▶ **Task statement**
The entries should be given again so that each one matches the original exactly.

Entries taken from a collection:
————————
//! Length-weighted reduction of per-edge attributes into corridor attributes

use hashbrown::HashSet;

use super::geometry::angle_difference;
use crate::EdgeId;
use crate::model::{CorridorAttributes, RoadClass, StreetEdge, StreetGraph, SurfaceType};

/// Junction bearing change, in degrees, above which a turn is counted
pub const TURN_THRESHOLD_DEGREES: f64 = 30.0;

/// Running length total per key, remembering first-insertion order
#[derive(Debug)]
pub(crate) struct LengthTally<K> {
    entries: Vec<(K, f64)>,
}

impl<K: PartialEq> LengthTally<K> {
    pub(crate) fn new() -> Self {
        Self {
            entries: Vec::new(),
        }
    }

    pub(crate) fn add(&mut self, key: K, length: f64) {
        match self.entries.iter_mut().find(|(existing, _)| *existing == key) {
            Some((_, total)) => *total += length,
            None => self.entries.push((key, length)),
        }
    }

    /// Key with the greatest total; ties keep the earliest inserted key
    pub(crate) fn predominant(&self) -> Option<(&K, f64)> {
        let mut best: Option<(&K, f64)> = None;
        for (key, total) in &self.entries {
            if best.is_none_or(|(_, best_total)| *total > best_total) {
                best = Some((key, *total));
            }
        }
        best
    }
}

/// Resolves edge ids against the graph, skipping unknown ids
pub(crate) fn resolve_edges<'g>(
    edge_ids: &[EdgeId],
    graph: &'g StreetGraph,
) -> Vec<&'g StreetEdge> {
    edge_ids.iter().filter_map(|id| graph.edge(id)).collect()
}

fn fraction(part: f64, total: f64) -> f64 {
    if total > 0.0 { part / total } else { 0.0 }
}

/// Aggregates a chain's edges into [`CorridorAttributes`]
pub fn aggregate_attributes(edge_ids: &[EdgeId], graph: &StreetGraph) -> CorridorAttributes {
    let edges = resolve_edges(edge_ids, graph);

    let mut length_meters = 0.0;
    let mut classes: LengthTally<RoadClass> = LengthTally::new();
    let mut surfaces: LengthTally<SurfaceType> = LengthTally::new();
    let mut weighted_confidence = 0.0;
    let mut bicycle_infra = 0.0;
    let mut pedestrian_path = 0.0;
    let mut separation = 0.0;
    let mut traffic_calming = 0.0;
    let mut weighted_speed = 0.0;
    let mut speed_length = 0.0;
    let mut speed_sum = 0.0;
    let mut speed_count = 0usize;

    for edge in &edges {
        let attrs = &edge.attributes;
        let length = attrs.length_meters;
        length_meters += length;

        classes.add(attrs.road_class, length);
        surfaces.add(attrs.surface.surface, length);
        weighted_confidence += attrs.surface.confidence * length;

        if attrs.has_bicycle_infra {
            bicycle_infra += length;
        }
        if attrs.is_pedestrian_path {
            pedestrian_path += length;
        }
        if attrs.is_separated {
            separation += length;
        }
        if attrs.has_traffic_calming {
            traffic_calming += length;
        }
        if let Some(speed) = attrs.speed_limit_kmh {
            weighted_speed += speed * length;
            speed_length += length;
            speed_sum += speed;
            speed_count += 1;
        }
    }

    // Zero-length edges carry no weight; fall back to the plain mean
    let average_speed_limit = (speed_count > 0).then(|| {
        if speed_length > 0.0 {
            weighted_speed / speed_length
        } else {
            speed_sum / speed_count as f64
        }
    });

    CorridorAttributes {
        length_meters,
        predominant_road_class: classes.predominant().map_or(RoadClass::Other, |(class, _)| *class),
        predominant_surface: surfaces
            .predominant()
            .map_or(SurfaceType::Unknown, |(surface, _)| *surface),
        surface_confidence: fraction(weighted_confidence, length_meters),
        bicycle_infra_continuity: fraction(bicycle_infra, length_meters),
        pedestrian_path_continuity: fraction(pedestrian_path, length_meters),
        separation_continuity: fraction(separation, length_meters),
        traffic_calming_continuity: fraction(traffic_calming, length_meters),
        stop_density_per_km: stop_density_per_km(&edges, graph, length_meters),
        turns_count: count_turns(&edges),
        average_speed_limit,
    }
}

/// Consecutive edge pairs whose junction bearing change exceeds the turn threshold
pub fn count_turns(edges: &[&StreetEdge]) -> usize {
    edges
        .windows(2)
        .filter(|pair| {
            angle_difference(pair[0].exit_bearing(), pair[1].entry_bearing())
                > TURN_THRESHOLD_DEGREES
        })
        .count()
}

/// Distinct stop-sign/signal nodes touched by the chain per km of chain length
fn stop_density_per_km(edges: &[&StreetEdge], graph: &StreetGraph, length_meters: f64) -> f64 {
    if length_meters <= 0.0 {
        return 0.0;
    }
    let touched: HashSet<&str> = edges
        .iter()
        .flat_map(|edge| [edge.from_node_id.as_str(), edge.to_node_id.as_str()])
        .collect();
    let controlled = touched
        .into_iter()
        .filter_map(|node_id| graph.node(node_id))
        .filter(|node| node.is_controlled())
        .count();

    controlled as f64 / (length_meters / 1000.0)
}

/// Name with the greatest accumulated length; `None` if no edge is named
pub fn derive_name(edge_ids: &[EdgeId], graph: &StreetGraph) -> Option<String> {
    let mut names: LengthTally<&str> = LengthTally::new();
    for edge in resolve_edges(edge_ids, graph) {
        if let Some(name) = edge.attributes.name.as_deref().filter(|name| !name.is_empty()) {
            names.add(name, edge.length_meters());
        }
    }
    names.predominant().map(|(name, _)| (*name).to_string())
}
————————
▶ **Output**
//! Length-weighted reduction of per-edge attributes into corridor attributes

use hashbrown::HashSet;

use super::geometry::angle_difference;
use crate::EdgeId;
use crate::model::{CorridorAttributes, RoadClass, StreetEdge, StreetGraph, SurfaceType};

/// Junction bearing change, in degrees, above which a turn is counted
pub const TURN_THRESHOLD_DEGREES: f64 = 30.0;

/// Running length total per key, remembering first-insertion order
#[derive(Debug)]
pub(crate) struct LengthTally<K> {
    entries: Vec<(K, f64)>,
}

impl<K: PartialEq> LengthTally<K> {
    pub(crate) fn new() -> Self {
        Self {
            entries: Vec::new(),
        }
    }

    pub(crate) fn add(&mut self, key: K, length: f64) {
        match self.entries.iter_mut().find(|(existing, _)| *existing == key) {
            Some((_, total)) => *total += length,
            None => self.entries.push((key, length)),
        }
    }

    /// Key with the greatest total; ties keep the earliest inserted key
    pub(crate) fn predominant(&self) -> Option<(&K, f64)> {
        let mut best: Option<(&K, f64)> = None;
        for (key, total) in &self.entries {
            if best.is_none_or(|(_, best_total)| *total > best_total) {
                best = Some((key, *total));
            }
        }
        best
    }
}

/// Resolves edge ids against the graph, skipping unknown ids
pub(crate) fn resolve_edges<'g>(
    edge_ids: &[EdgeId],
    graph: &'g StreetGraph,
) -> Vec<&'g StreetEdge> {
    edge_ids.iter().filter_map(|id| graph.edge(id)).collect()
}

fn fraction(part: f64, total: f64) -> f64 {
    if total > 0.0 { part / total } else { 0.0 }
}

/// Aggregates a chain's edges into [`CorridorAttributes`]
pub fn aggregate_attributes(edge_ids: &[EdgeId], graph: &StreetGraph) -> CorridorAttributes {
    let edges = resolve_edges(edge_ids, graph);

    let mut length_meters = 0.0;
    let mut classes: LengthTally<RoadClass> = LengthTally::new();
    let mut surfaces: LengthTally<SurfaceType> = LengthTally::new();
    let mut weighted_confidence = 0.0;
    let mut bicycle_infra = 0.0;
    let mut pedestrian_path = 0.0;
    let mut separation = 0.0;
    let mut traffic_calming = 0.0;
    let mut weighted_speed = 0.0;
    let mut speed_length = 0.0;
    let mut speed_sum = 0.0;
    let mut speed_count = 0usize;

    for edge in &edges {
        let attrs = &edge.attributes;
        let length = attrs.length_meters;
        length_meters += length;

        classes.add(attrs.road_class, length);
        surfaces.add(attrs.surface.surface, length);
        weighted_confidence += attrs.surface.confidence * length;

        if attrs.has_bicycle_infra {
            bicycle_infra += length;
        }
        if attrs.is_pedestrian_path {
            pedestrian_path += length;
        }
        if attrs.is_separated {
            separation += length;
        }
        if attrs.has_traffic_calming {
            traffic_calming += length;
        }
        if let Some(speed) = attrs.speed_limit_kmh {
            weighted_speed += speed * length;
            speed_length += length;
            speed_sum += speed;
            speed_count += 1;
        }
    }

    // Zero-length edges carry no weight; fall back to the plain mean
    let average_speed_limit = (speed_count > 0).then(|| {
        if speed_length > 0.0 {
            weighted_speed / speed_length
        } else {
            speed_sum / speed_count as f64
        }
    });

    CorridorAttributes {
        length_meters,
        predominant_road_class: classes.predominant().map_or(RoadClass::Other, |(class, _)| *class),
        predominant_surface: surfaces
            .predominant()
            .map_or(SurfaceType::Unknown, |(surface, _)| *surface),
        surface_confidence: fraction(weighted_confidence, length_meters),
        bicycle_infra_continuity: fraction(bicycle_infra, length_meters),
        pedestrian_path_continuity: fraction(pedestrian_path, length_meters),
        separation_continuity: fraction(separation, length_meters),
        traffic_calming_continuity: fraction(traffic_calming, length_meters),
        stop_density_per_km: stop_density_per_km(&edges, graph, length_meters),
        turns_count: count_turns(&edges),
        average_speed_limit,
    }
}

/// Consecutive edge pairs whose junction bearing change exceeds the turn threshold
pub fn count_turns(edges: &[&StreetEdge]) -> usize {
    edges
        .windows(2)
        .filter(|pair| {
            angle_difference(pair[0].exit_bearing(), pair[1].entry_bearing())
                > TURN_THRESHOLD_DEGREES
        })
        .count()
}

/// Distinct stop-sign/signal nodes touched by the chain per km of chain length
fn stop_density_per_km(edges: &[&StreetEdge], graph: &StreetGraph, length_meters: f64) -> f64 {
    if length_meters <= 0.0 {
        return 0.0;
    }
    let touched: HashSet<&str> = edges
        .iter()
        .flat_map(|edge| [edge.from_node_id.as_str(), edge.to_node_id.as_str()])
        .collect();
    let controlled = touched
        .into_iter()
        .filter_map(|node_id| graph.node(node_id))
        .filter(|node| node.is_controlled())
        .count();

    controlled as f64 / (length_meters / 1000.0)
}

/// Name with the greatest accumulated length; `None` if no edge is named
pub fn derive_name(edge_ids: &[EdgeId], graph: &StreetGraph) -> Option<String> {
    let mut names: LengthTally<&str> = LengthTally::new();
    for edge in resolve_edges(edge_ids, graph) {
        if let Some(name) = edge.attributes.name.as_deref().filter(|name| !name.is_empty()) {
            names.add(name, edge.length_meters());
        }
    }
    names.predominant().map(|(name, _)| (*name).to_string())
}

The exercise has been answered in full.